Antrag und Kampagne
In der Berliner SPD rumort es weiter: Während sich die Nachwuchsorganisation Jusos per offiziellem Antrag und Kampagne gegen schwarz-rote Koalitionspläne ausspricht, wirbt die Landeschefin an der Basis für Zustimmung.
Mit großer Mehrheit hat sich die Berliner SPD-Jugendorganisation Jusos am Samstag gegen die geplante Koalition mit der CDU gestellt. Ein Antrag des Landesvorstandes mit dem Titel "NoGroKo - Berlin geht nur mit links" erhielt die sehr große Mehrheit der etwa 80 Delegierten einer Jusos-Konferenz in der SPD-Bundeszentrale in Berlin.
Die Jusos forderten vehement und unter großem Applaus die Fortsetzung der Koalition mit Grünen und Linken und lehnten die Zusammenarbeit mit der CDU grundsätzlich ab. Zwei stellvertretende SPD-Landesvorsitzende hatten zuvor in einer sachlichen Debatte vergeblich dafür geworben.
Viele Delegierte kritisierten, dass die SPD-Landesvorsitzende und Regierende Bürgermeisterin Franziska Giffey und ihr Co-Vorsitzender Raed Saleh nicht erschienen waren, um sich der Debatte zu stellen. Giffey besuchte stattdessen den SPD-Kreisverband Pankow.
In dem Antrag hieß es über den CDU-Landesvorsitzenden Kai Wegner, der nach derzeitigem Plan Regierender Bürgermeister werden soll: "Kai ist der falsche Vorname fürs Rote Rathaus." Er sei für das Amt gänzlich ungeeignet. "Wer im Wahlkampf bewusst durch rassistische Erzählungen am rechten Rand fischt", könne nicht von Sozialdemokraten zum Bürgermeister gewählt werden. Mit der CDU gebe es keine "soziale und gerechte Stadt", hieß es. "Eine Partei, die mit rechtspopulistischen Inhalten Wahlkampf gemacht hat und Leute nach ihren Vornamen in Kategorien eingeteilt hat, ist für uns keine geeignete Koalitionspartnerin."
Die CDU hatte im Wahlkampf polarisiert, weil sie nach den Silvester-Krawallen die Vornamen von Verdächtigen mit deutscher Staatsangehörigkeit erfragte, um zu erfahren, ob sie Migrationshintergrund haben.
Um ihrer Ablehnung einer schwarz-roten Koalition Nachdruck zu verleihen, starteten die Berliner Jusos zudem am Samstag eine Kampagne. Eine entsprechende Internetseite sollte am Samstag online gehen.

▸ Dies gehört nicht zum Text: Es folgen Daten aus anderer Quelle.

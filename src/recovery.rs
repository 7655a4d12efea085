//! `Cache::open`'s backup-promotion, journal replay, and stale-entry cleanup (spec §4.1/§4.4).
//!
//! Shaped after `disk_v2::Buffer::from_config_inner` (load the ledger, then let the rest of the
//! subsystem pick up where it left off) but specialized to this crate's textual journal: any
//! failure anywhere in replay is fatal and the caller wipes the directory rather than erroring
//! out, matching the Kotlin `DiskLruCache` this spec descends from.

use std::io;
use std::path::Path;

use tracing::{debug, warn};

use crate::entry::{Entry, EntryTable};
use crate::fs::{self, FileSystem};
use crate::journal::{self, BodyRecord, JournalWriter, JOURNAL_BACKUP_FILE, JOURNAL_FILE};

/// Everything recovered from a prior session's journal: the live entry table, the current
/// total size, and the already-open append-mode journal writer.
pub(crate) struct Recovered {
    pub entries: EntryTable,
    pub size: u64,
    pub redundant_op_count: usize,
    pub journal: JournalWriter,
}

/// Runs the full `open` procedure: backup promotion, recovery-or-fresh-start, returning a
/// ready-to-use entry table, size, redundant op count, and journal writer.
pub(crate) fn open(
    fs: &dyn FileSystem,
    dir: &Path,
    app_version: u32,
    value_count: usize,
) -> io::Result<Recovered> {
    fs.create_dir_all(dir)?;

    let journal_path = dir.join(JOURNAL_FILE);
    let backup_path = dir.join(JOURNAL_BACKUP_FILE);

    if fs.exists(&backup_path) {
        if fs.exists(&journal_path) {
            debug!("discarding stale journal backup; current journal is present");
            fs::remove_if_exists(fs, &backup_path)?;
        } else {
            debug!("promoting journal backup to active journal");
            fs.rename(&backup_path, &journal_path)?;
        }
    }

    if fs.exists(&journal_path) {
        match try_recover(fs, dir, app_version, value_count) {
            Ok(recovered) => {
                debug!(entries = recovered.entries.len(), "recovered cache from journal");
                return Ok(recovered);
            }
            Err(reason) => {
                warn!(%reason, "journal recovery failed; wiping cache directory and starting fresh");
                fs::wipe_directory(fs, dir)?;
            }
        }
    }

    let entries = EntryTable::new();
    let mut journal = JournalWriter::create_fresh(fs, dir, app_version, value_count)?;
    journal.rebuild(fs, dir, &entries)?;
    debug!("initialized fresh cache directory");

    Ok(Recovered {
        entries,
        size: 0,
        redundant_op_count: 0,
        journal,
    })
}

/// Why recovery could not proceed; always results in the whole directory being wiped and a
/// fresh cache started, never surfaced to callers.
#[derive(Debug)]
enum RecoveryFailure {
    Journal(journal::JournalError),
    MissingCleanFile { key: String, index: usize },
    Io(io::Error),
}

impl std::fmt::Display for RecoveryFailure {
    fn fmt(&self, f: &mut std::fmt::Formatter<'_>) -> std::fmt::Result {
        match self {
            RecoveryFailure::Journal(e) => write!(f, "{e}"),
            RecoveryFailure::MissingCleanFile { key, index } => {
                write!(f, "clean file missing for key {key:?} index {index}")
            }
            RecoveryFailure::Io(e) => write!(f, "{e}"),
        }
    }
}

impl From<journal::JournalError> for RecoveryFailure {
    fn from(e: journal::JournalError) -> Self {
        RecoveryFailure::Journal(e)
    }
}

impl From<io::Error> for RecoveryFailure {
    fn from(e: io::Error) -> Self {
        RecoveryFailure::Io(e)
    }
}

fn try_recover(
    fs: &dyn FileSystem,
    dir: &Path,
    app_version: u32,
    value_count: usize,
) -> Result<Recovered, RecoveryFailure> {
    let journal_path = dir.join(JOURNAL_FILE);
    let parsed = journal::read_journal(fs, &journal_path, app_version, value_count)?;
    let total_records = parsed.records.len();

    let mut entries = EntryTable::new();
    for record in parsed.records {
        match record {
            BodyRecord::Dirty { key } => {
                let entry = entries
                    .get_or_insert_with(key, || Entry::new(value_count));
                entry.editing = true;
            }
            BodyRecord::Clean { key, lengths } => {
                let entry = entries
                    .get_or_insert_with(key, || Entry::new(value_count));
                entry.editing = false;
                entry.readable = true;
                entry.lengths = lengths;
            }
            BodyRecord::Read { key } => {
                entries.touch(&key);
            }
            BodyRecord::Remove { key } => {
                let _ = entries.remove(&key);
            }
        }
    }

    // Clean up dangling DIRTY records: an edit that began but never committed or was removed.
    let dangling: Vec<String> = entries
        .iter()
        .filter(|(_, entry)| entry.editing)
        .map(|(key, _)| key.clone())
        .collect();
    for key in &dangling {
        if let Some(entry) = entries.get(key) {
            for i in 0..entry.lengths.len() {
                fs::remove_if_exists(fs, &fs::clean_path(dir, key, i))?;
                fs::remove_if_exists(fs, &fs::dirty_path(dir, key, i))?;
            }
        }
        entries.remove(key);
    }

    // Verify every readable entry's clean files still exist and recompute total size.
    let mut size = 0u64;
    let readable_keys: Vec<String> = entries
        .iter()
        .filter(|(_, entry)| entry.readable)
        .map(|(key, _)| key.clone())
        .collect();
    for key in &readable_keys {
        let entry = entries.get(key).expect("key came from this table");
        for (i, len) in entry.lengths.iter().enumerate() {
            if !fs.exists(&fs::clean_path(dir, key, i)) {
                return Err(RecoveryFailure::MissingCleanFile {
                    key: key.clone(),
                    index: i,
                });
            }
            size += len;
        }
    }

    let surviving = entries.len();
    let redundant_op_count = total_records.saturating_sub(surviving);

    let mut writer = JournalWriter::open_append(fs, dir, app_version, value_count)?;
    let redundant_op_count = if parsed.truncated_tail {
        debug!("journal ended mid-record; rebuilding before resuming");
        writer.rebuild(fs, dir, &entries)?;
        entries.len()
    } else {
        redundant_op_count
    };

    Ok(Recovered {
        entries,
        size,
        redundant_op_count,
        journal: writer,
    })
}

#[cfg(test)]
mod tests {
    use super::*;
    use crate::fs::StdFileSystem;
    use crate::journal::JournalWriter;

    #[test]
    fn fresh_open_creates_empty_journal() {
        let dir = tempfile::tempdir().unwrap();
        let recovered = open(&StdFileSystem, dir.path(), 1, 2).unwrap();
        assert_eq!(recovered.entries.len(), 0);
        assert_eq!(recovered.size, 0);
    }

    #[test]
    fn replays_dirty_then_clean_as_readable() {
        let dir = tempfile::tempdir().unwrap();
        let fs = StdFileSystem;
        std::fs::write(dir.path().join("k1.0"), b"abc").unwrap();
        std::fs::write(dir.path().join("k1.1"), b"de").unwrap();

        let mut writer = JournalWriter::create_fresh(&fs, dir.path(), 1, 2).unwrap();
        writer
            .append(&BodyRecord::Dirty {
                key: "k1".to_string(),
            })
            .unwrap();
        writer
            .append(&BodyRecord::Clean {
                key: "k1".to_string(),
                lengths: vec![3, 2],
            })
            .unwrap();
        writer.flush().unwrap();
        drop(writer);

        let recovered = open(&fs, dir.path(), 1, 2).unwrap();
        assert_eq!(recovered.entries.len(), 1);
        assert_eq!(recovered.size, 5);
        let entry = recovered.entries.get("k1").unwrap();
        assert!(entry.readable);
        assert_eq!(entry.lengths, vec![3, 2]);
    }

    #[test]
    fn dangling_dirty_is_cleaned_up() {
        let dir = tempfile::tempdir().unwrap();
        let fs = StdFileSystem;
        std::fs::write(dir.path().join("k1.0.tmp"), b"ab").unwrap();

        let mut writer = JournalWriter::create_fresh(&fs, dir.path(), 1, 1).unwrap();
        writer
            .append(&BodyRecord::Dirty {
                key: "k1".to_string(),
            })
            .unwrap();
        writer.flush().unwrap();
        drop(writer);

        let recovered = open(&fs, dir.path(), 1, 1).unwrap();
        assert_eq!(recovered.entries.len(), 0);
        assert!(!dir.path().join("k1.0.tmp").exists());
    }

    #[test]
    fn missing_clean_file_wipes_and_starts_fresh() {
        let dir = tempfile::tempdir().unwrap();
        let fs = StdFileSystem;
        // No k1.0 written to disk, but journal claims it is readable.
        let mut writer = JournalWriter::create_fresh(&fs, dir.path(), 1, 1).unwrap();
        writer
            .append(&BodyRecord::Clean {
                key: "k1".to_string(),
                lengths: vec![3],
            })
            .unwrap();
        writer.flush().unwrap();
        drop(writer);

        let recovered = open(&fs, dir.path(), 1, 1).unwrap();
        assert_eq!(recovered.entries.len(), 0);
    }

    #[test]
    fn backup_promoted_when_journal_missing() {
        let dir = tempfile::tempdir().unwrap();
        let fs = StdFileSystem;
        let mut writer = JournalWriter::create_fresh(&fs, dir.path(), 1, 1).unwrap();
        writer
            .append(&BodyRecord::Clean {
                key: "k1".to_string(),
                lengths: vec![0],
            })
            .unwrap();
        writer.flush().unwrap();
        drop(writer);
        std::fs::write(dir.path().join("k1.0"), b"").unwrap();

        std::fs::rename(
            dir.path().join(JOURNAL_FILE),
            dir.path().join(JOURNAL_BACKUP_FILE),
        )
        .unwrap();

        let recovered = open(&fs, dir.path(), 1, 1).unwrap();
        assert_eq!(recovered.entries.len(), 1);
        assert!(dir.path().join(JOURNAL_FILE).exists());
        assert!(!dir.path().join(JOURNAL_BACKUP_FILE).exists());
    }

    #[test]
    fn backup_discarded_when_both_journal_and_backup_present() {
        let dir = tempfile::tempdir().unwrap();
        let fs = StdFileSystem;
        let mut writer = JournalWriter::create_fresh(&fs, dir.path(), 1, 1).unwrap();
        writer.flush().unwrap();
        drop(writer);
        std::fs::write(dir.path().join(JOURNAL_BACKUP_FILE), b"stale").unwrap();

        let recovered = open(&fs, dir.path(), 1, 1).unwrap();
        assert_eq!(recovered.entries.len(), 0);
        assert!(!dir.path().join(JOURNAL_BACKUP_FILE).exists());
    }
}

Folgen sollen in den nächsten Wochen zahlreiche Diskussionsveranstaltungen. "Wir werden heute starten und wir werden erst ruhen, wenn wir diese große Koalition verhindert haben." Sie betonte: "Das wird die größte Kampagne, die die SPD Berlin je gesehen hat. Wir machen das aus Liebe zur Partei."
Bei der Juso-Konferenz zu Gast sind die SPD-Bundestagsabgeordnete Cansel Kiziltepe und der Berliner Wirtschaftsstaatssekretär Michael Biel, die beide an den Koalitionsverhandlungen beteiligt sind.
Die Berliner Regierende Bürgermeisterin Franziska Giffey nahm nicht an der Veranstaltung der Jusos teil und besuchte am Samstag kurzfristig eine Konferenz des Kreisverbands Pankow. Dort sagte sie, bei den Sondierungsgesprächen mit Linken und Grünen sei klar geworden, dass ein Neubeginn in dieser Konstellation nicht möglich sei. Dagegen habe die CDU viel Verständnis und Entgegenkommen gezeigt, was die Kernthemen der SPD betreffe.
Sie rief die Parteimitglieder auf, zunächst die Verhandlungen abzuwarten, bevor sie sich ein Urteil bilden. Wenn der Koalitionsvertrag ausgehandelt ist und die Mitgliederbefragung beginnt, werde es sechs Beteiligungsforen geben, in denen inhaltlich fokussiert diskutiert werden kann. Sollte das Bündnis mit der CDU nicht gelingen, sei die Alternative eine schwarz-grüne Koalition, warnte Giffey. Das habe sich schon vor der Wahl abgezeichnet und stehe noch immer im Raum.
Für die kommende Woche hat die SPD-Spitze mehrere Treffen mit den SPD-Ortsvereinen in der Stadt angekündigt. Dabei sollen die Vorteile einer schwarz-roten Koalition in den Vordergrund gestellt und um Unterstützung geworben werden. Mehrere Ortsvereine, darunter der von Giffeys Wahlbezirk Neukölln, haben bereits Gegenwehr angekündigt.